Hero Banner

Microsoft AppSource and Azure Marketplace

Learn how to grow your business by publishing your cloud solution on Microsoft AppSource and Azure Marketplace

Reply
Highlighted
Level 2 Contributor

Handling data disk in virtual machine offers

I'm preparing a virtual machine offer that needs enough IOPS in order to run smoothly. The only way I found was either to make sure the original VHD was big enough, or add a data disk that is big enough for our database to read/write into. While I find the data disk solution cleaner, I'm wondering, going through the following doc: https://docs.microsoft.com/en-us/azure/virtual-machines/linux/add-disk

 

  • Is there no way to automount a data disk on creation?
  • If not, can I know in advance which device it will land on? Or which UUID?
  • After creating the VHDs (os and data) and providing them to the marketplace, will they keep the same device id? Or same UUID?
  • What is the right way to handle this?

The idea being that if we force the usage of a data disk, we need to make sure it is mounted on the proper path when the user launch the offer. Otherwise, our product would fail on boot.

1 ACCEPTED SOLUTION

Accepted Solutions
Level 2 Contributor

Re: Handling data disk in virtual machine offers

I actually finished playing around and here are my observations:

 

TL;DR I decided to go with /dev/disk/azure/scsi1/lun0 and /dev/disk/azure/scsi1/lun0-part1

 

> The variability of the landing spot for the disks was something I worried over. I was thinking about what to do in that case; basically mapping out which data disk isn't in use would handle this last bit and would add a few more lines to the bash script.

 

I do agree this kind of scripting is doable but I'd rather avoid any kind of scripting if possible, just in case it could lead to unforeseen issues...

 

About UUIDs, I tried making a VHD from a data disk, duplicating it, making two managed disks out of them, and ended up with devices with the same system UUID, partition UUID and partition label:

 

/dev/sdc1: UUID="5da212c2-6055-4316-8dd6-4a9bffa1335d" TYPE="ext4" PARTLABEL="FRONTLINE_DATA" PARTUUID="b61d94e3-1442-41ca-879b-529e38c84bb4"
/dev/sdd1: UUID="5da212c2-6055-4316-8dd6-4a9bffa1335d" TYPE="ext4" PARTLABEL="FRONTLINE_DATA" PARTUUID="b61d94e3-1442-41ca-879b-529e38c84bb4"

Which kind of bugs me...

 

Then, I found there is actually a automatic label system inside /dev/disk/azure/scsi1 which links every data disk device to their lun number : lun0, lun1, etc.
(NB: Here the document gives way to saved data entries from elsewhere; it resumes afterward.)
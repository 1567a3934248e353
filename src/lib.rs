//! Financial Planning Assistant
//!
//! A conversational financial assistant that:
//! - Answers planning questions with a deterministic system instruction
//! - Performs pure financial math (tax, mortgage, retirement, buy-vs-rent)
//! - Keeps per-conversation context so short replies stay meaningful
//! - Rewrites terse inputs into self-contained prompts before the model call
//! - Persists chat history and financial profiles (Postgres or in-memory)
//!
//! TURN LOOP:
//! INPUT → CLASSIFY → ENRICH → UPDATE STATE → PROMPT → MODEL → COMMIT

pub mod api;
pub mod calculator;
pub mod context;
pub mod engine;
pub mod error;
pub mod gemini;
pub mod history;
pub mod models;
pub mod profile;
pub mod prompt;
pub mod session;

pub use error::{AssistantError, Result};

// Re-export common types
pub use context::{ConversationState, InputSignal, TopicList};
pub use engine::{ChatEngine, ChatTurn};
pub use models::*;
pub use profile::UserProfile;
pub use session::{ChatEntry, ChatRole, Session, SessionStore};
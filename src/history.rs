//! Chat history persistence
//!
//! Records each completed exchange (user message, model response and the
//! context rewrite, if any) for later review. Backed by Postgres when a
//! database URL is configured, otherwise by process memory. Persistence is
//! best-effort: a failed write never fails the chat turn that produced it.

use crate::error::{AssistantError, Result};
use chrono::{DateTime, Utc};
use serde::{Deserialize, Serialize};
use sqlx::{PgPool, Row};
use std::env;
use std::sync::Arc;
use tokio::sync::{OnceCell, RwLock};
use tracing::{info, warn};
use uuid::Uuid;

/// One completed exchange
#[derive(Debug, Clone, Serialize, Deserialize)]
pub struct ChatRecord {
    pub id: Uuid,
    pub user_id: Uuid,
    pub conversation_id: Uuid,
    pub message: String,
    pub response: String,
    /// The rewritten prompt when the raw input was enriched
    pub context_prompt: Option<String>,
    pub created_at: DateTime<Utc>,
}

impl ChatRecord {
    pub fn new(
        user_id: Uuid,
        conversation_id: Uuid,
        message: impl Into<String>,
        response: impl Into<String>,
        context_prompt: Option<String>,
    ) -> Self {
        Self {
            id: Uuid::new_v4(),
            user_id,
            conversation_id,
            message: message.into(),
            response: response.into(),
            context_prompt,
            created_at: Utc::now(),
        }
    }
}

enum HistoryBackend {
    InMemory {
        records: Arc<RwLock<Vec<ChatRecord>>>,
    },
    Postgres {
        pool: PgPool,
        schema_ready: Arc<OnceCell<()>>,
    },
}

/// Store for completed exchanges.
pub struct ChatHistoryStore {
    backend: HistoryBackend,
}

impl ChatHistoryStore {
    /// Backend selection follows the environment: POSTGRES_URL or
    /// DATABASE_URL means Postgres, anything else means in-memory.
    pub fn from_env() -> Self {
        Self {
            backend: build_backend(),
        }
    }

    pub fn in_memory() -> Self {
        Self {
            backend: HistoryBackend::InMemory {
                records: Arc::new(RwLock::new(Vec::new())),
            },
        }
    }

    async fn ensure_schema_if_needed(&self) -> Result<()> {
        let HistoryBackend::Postgres { pool, schema_ready } = &self.backend else {
            return Ok(());
        };

        schema_ready
            .get_or_try_init(|| async {
                sqlx::query(
                    r#"
                    CREATE TABLE IF NOT EXISTS chat_history (
                      id UUID PRIMARY KEY,
                      user_id UUID NOT NULL,
                      conversation_id UUID NOT NULL,
                      message TEXT NOT NULL,
                      response TEXT NOT NULL,
                      context_prompt TEXT,
                      created_at TIMESTAMPTZ NOT NULL DEFAULT NOW()
                    );
                    "#,
                )
                .execute(pool)
                .await?;

                sqlx::query(
                    r#"
                    CREATE INDEX IF NOT EXISTS idx_chat_history_scope_time
                    ON chat_history (user_id, conversation_id, created_at);
                    "#,
                )
                .execute(pool)
                .await?;

                Ok::<(), sqlx::Error>(())
            })
            .await
            .map_err(|e| {
                AssistantError::DatabaseError(format!(
                    "Failed to initialize chat history schema: {}",
                    e
                ))
            })?;

        Ok(())
    }

    pub async fn record(&self, record: ChatRecord) -> Result<()> {
        match &self.backend {
            HistoryBackend::InMemory { records } => {
                records.write().await.push(record);
                Ok(())
            }
            HistoryBackend::Postgres { pool, .. } => {
                self.ensure_schema_if_needed().await?;

                sqlx::query(
                    r#"
                    INSERT INTO chat_history
                      (id, user_id, conversation_id, message, response, context_prompt, created_at)
                    VALUES
                      ($1, $2, $3, $4, $5, $6, $7)
                    "#,
                )
                .bind(record.id)
                .bind(record.user_id)
                .bind(record.conversation_id)
                .bind(&record.message)
                .bind(&record.response)
                .bind(&record.context_prompt)
                .bind(record.created_at)
                .execute(pool)
                .await
                .map_err(|e| {
                    AssistantError::DatabaseError(format!(
                        "Failed to insert chat history record: {}",
                        e
                    ))
                })?;

                Ok(())
            }
        }
    }

    /// Record without surfacing failures to the caller.
    pub async fn record_best_effort(&self, record: ChatRecord) {
        if let Err(error) = self.record(record).await {
            warn!(
                "Chat history save failed, response was still returned: {}",
                error
            );
        }
    }

    /// Most recent exchanges for a conversation, oldest first.
    pub async fn recent(
        &self,
        user_id: Uuid,
        conversation_id: Uuid,
        limit: usize,
    ) -> Result<Vec<ChatRecord>> {
        match &self.backend {
            HistoryBackend::InMemory { records } => {
                let locked = records.read().await;
                let mut matched: Vec<ChatRecord> = locked
                    .iter()
                    .filter(|r| r.user_id == user_id && r.conversation_id == conversation_id)
                    .cloned()
                    .collect();
                if matched.len() > limit {
                    matched.drain(..matched.len() - limit);
                }
                Ok(matched)
            }
            HistoryBackend::Postgres { pool, .. } => {
                self.ensure_schema_if_needed().await?;

                let rows = sqlx::query(
                    r#"
                    SELECT id, user_id, conversation_id, message, response, context_prompt, created_at
                    FROM chat_history
                    WHERE user_id = $1 AND conversation_id = $2
                    ORDER BY created_at DESC
                    LIMIT $3
                    "#,
                )
                .bind(user_id)
                .bind(conversation_id)
                .bind(limit as i64)
                .fetch_all(pool)
                .await
                .map_err(|e| {
                    AssistantError::DatabaseError(format!(
                        "Failed to load chat history: {}",
                        e
                    ))
                })?;

                let mut records: Vec<ChatRecord> = rows
                    .into_iter()
                    .map(|row| ChatRecord {
                        id: row.try_get("id").unwrap_or_else(|_| Uuid::new_v4()),
                        user_id: row.try_get("user_id").unwrap_or(user_id),
                        conversation_id: row
                            .try_get("conversation_id")
                            .unwrap_or(conversation_id),
                        message: row.try_get("message").unwrap_or_default(),
                        response: row.try_get("response").unwrap_or_default(),
                        context_prompt: row.try_get("context_prompt").ok(),
                        created_at: row.try_get("created_at").unwrap_or_else(|_| Utc::now()),
                    })
                    .collect();
                records.reverse();
                Ok(records)
            }
        }
    }
}

fn build_backend() -> HistoryBackend {
    let database_url = env::var("POSTGRES_URL")
        .or_else(|_| env::var("DATABASE_URL"))
        .ok();

    if let Some(url) = database_url {
        match sqlx::postgres::PgPoolOptions::new()
            .max_connections(5)
            .connect_lazy(&url)
        {
            Ok(pool) => {
                info!("Chat history backend: postgres");
                return HistoryBackend::Postgres {
                    pool,
                    schema_ready: Arc::new(OnceCell::new()),
                };
            }
            Err(error) => {
                warn!(
                    "Failed to initialize postgres history backend, falling back to in-memory: {}",
                    error
                );
            }
        }
    }

    info!("Chat history backend: in-memory");
    HistoryBackend::InMemory {
        records: Arc::new(RwLock::new(Vec::new())),
    }
}

#[cfg(test)]
mod tests {
    use super::*;

    #[tokio::test]
    async fn test_record_and_recent_in_memory() {
        let store = ChatHistoryStore::in_memory();
        let user_id = Uuid::new_v4();
        let conversation_id = Uuid::new_v4();

        for i in 0..5 {
            store
                .record(ChatRecord::new(
                    user_id,
                    conversation_id,
                    format!("question {}", i),
                    format!("answer {}", i),
                    None,
                ))
                .await
                .unwrap();
        }

        let recent = store.recent(user_id, conversation_id, 3).await.unwrap();
        assert_eq!(recent.len(), 3);
        assert_eq!(recent[0].message, "question 2");
        assert_eq!(recent[2].message, "question 4");
    }

    #[tokio::test]
    async fn test_recent_scoped_by_conversation() {
        let store = ChatHistoryStore::in_memory();
        let user_id = Uuid::new_v4();
        let first = Uuid::new_v4();
        let second = Uuid::new_v4();

        store
            .record(ChatRecord::new(user_id, first, "a", "b", None))
            .await
            .unwrap();
        store
            .record(ChatRecord::new(
                user_id,
                second,
                "c",
                "d",
                Some("rewritten".to_string()),
            ))
            .await
            .unwrap();

        let recent = store.recent(user_id, second, 10).await.unwrap();
        assert_eq!(recent.len(), 1);
        assert_eq!(recent[0].context_prompt.as_deref(), Some("rewritten"));
    }

    #[tokio::test]
    async fn test_best_effort_never_panics() {
        let store = ChatHistoryStore::in_memory();
        store
            .record_best_effort(ChatRecord::new(
                Uuid::new_v4(),
                Uuid::new_v4(),
                "q",
                "a",
                None,
            ))
            .await;
    }
}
Partition are named lun0-part1, lun0-part2..., etc.

 

Then I made the following install script that only need to be launched before creating the VHD:

 

# at this point, only lun0 exists, the next command will create lun0-part1
parted /dev/disk/azure/scsi1/lun0 --script mklabel gpt mkpart FRONTLINE_DATA ext4 0% 100%
# actually prepares the disk be used
mkfs.ext4 /dev/disk/azure/scsi1/lun0-part1

# create a landing directory and mount
mkdir /data
mount /dev/disk/azure/scsi1/lun0-part1 /data

Added the following to /etc/fstab:

 

/dev/disk/azure/scsi1/lun0-part1 /data ext4 defaults,nofail 0 0

And that was pretty much it.

 

Not sure if the azure/scsi1 is actually a feature or not as I only tested it on Debian 10 with backports. It does make the job really easy however.

View solution in original post

8 REPLIES 8
Visitor 1

Re: Handling data disk in virtual machine offers

Hey, 

 

So I'll preface this by saying that we are Windows Server shop, so I can't comment specifically on the Linux specifics of the data disk.

 

I will share with you how we deployed our solution to Azure Marketplace with a data disk.

 

1) I created my VM as normal

2) I then created a data disk which I mounted as E:\ in the VM so I could store my data on it. my C:\ is my OS disk and the D:\ is temp storage

3) I then Captured my VM and created my Image

4) As a test I created a new VM from my image and the data disk did apply with the same E:\ and the volume label was also retained which was nice.

5) I submitted my offer and when adding the Sku I added the SAS URI for the OS disk then I added the SAS URI also for the data disk, both of which were out on the vhds folder of my storage account.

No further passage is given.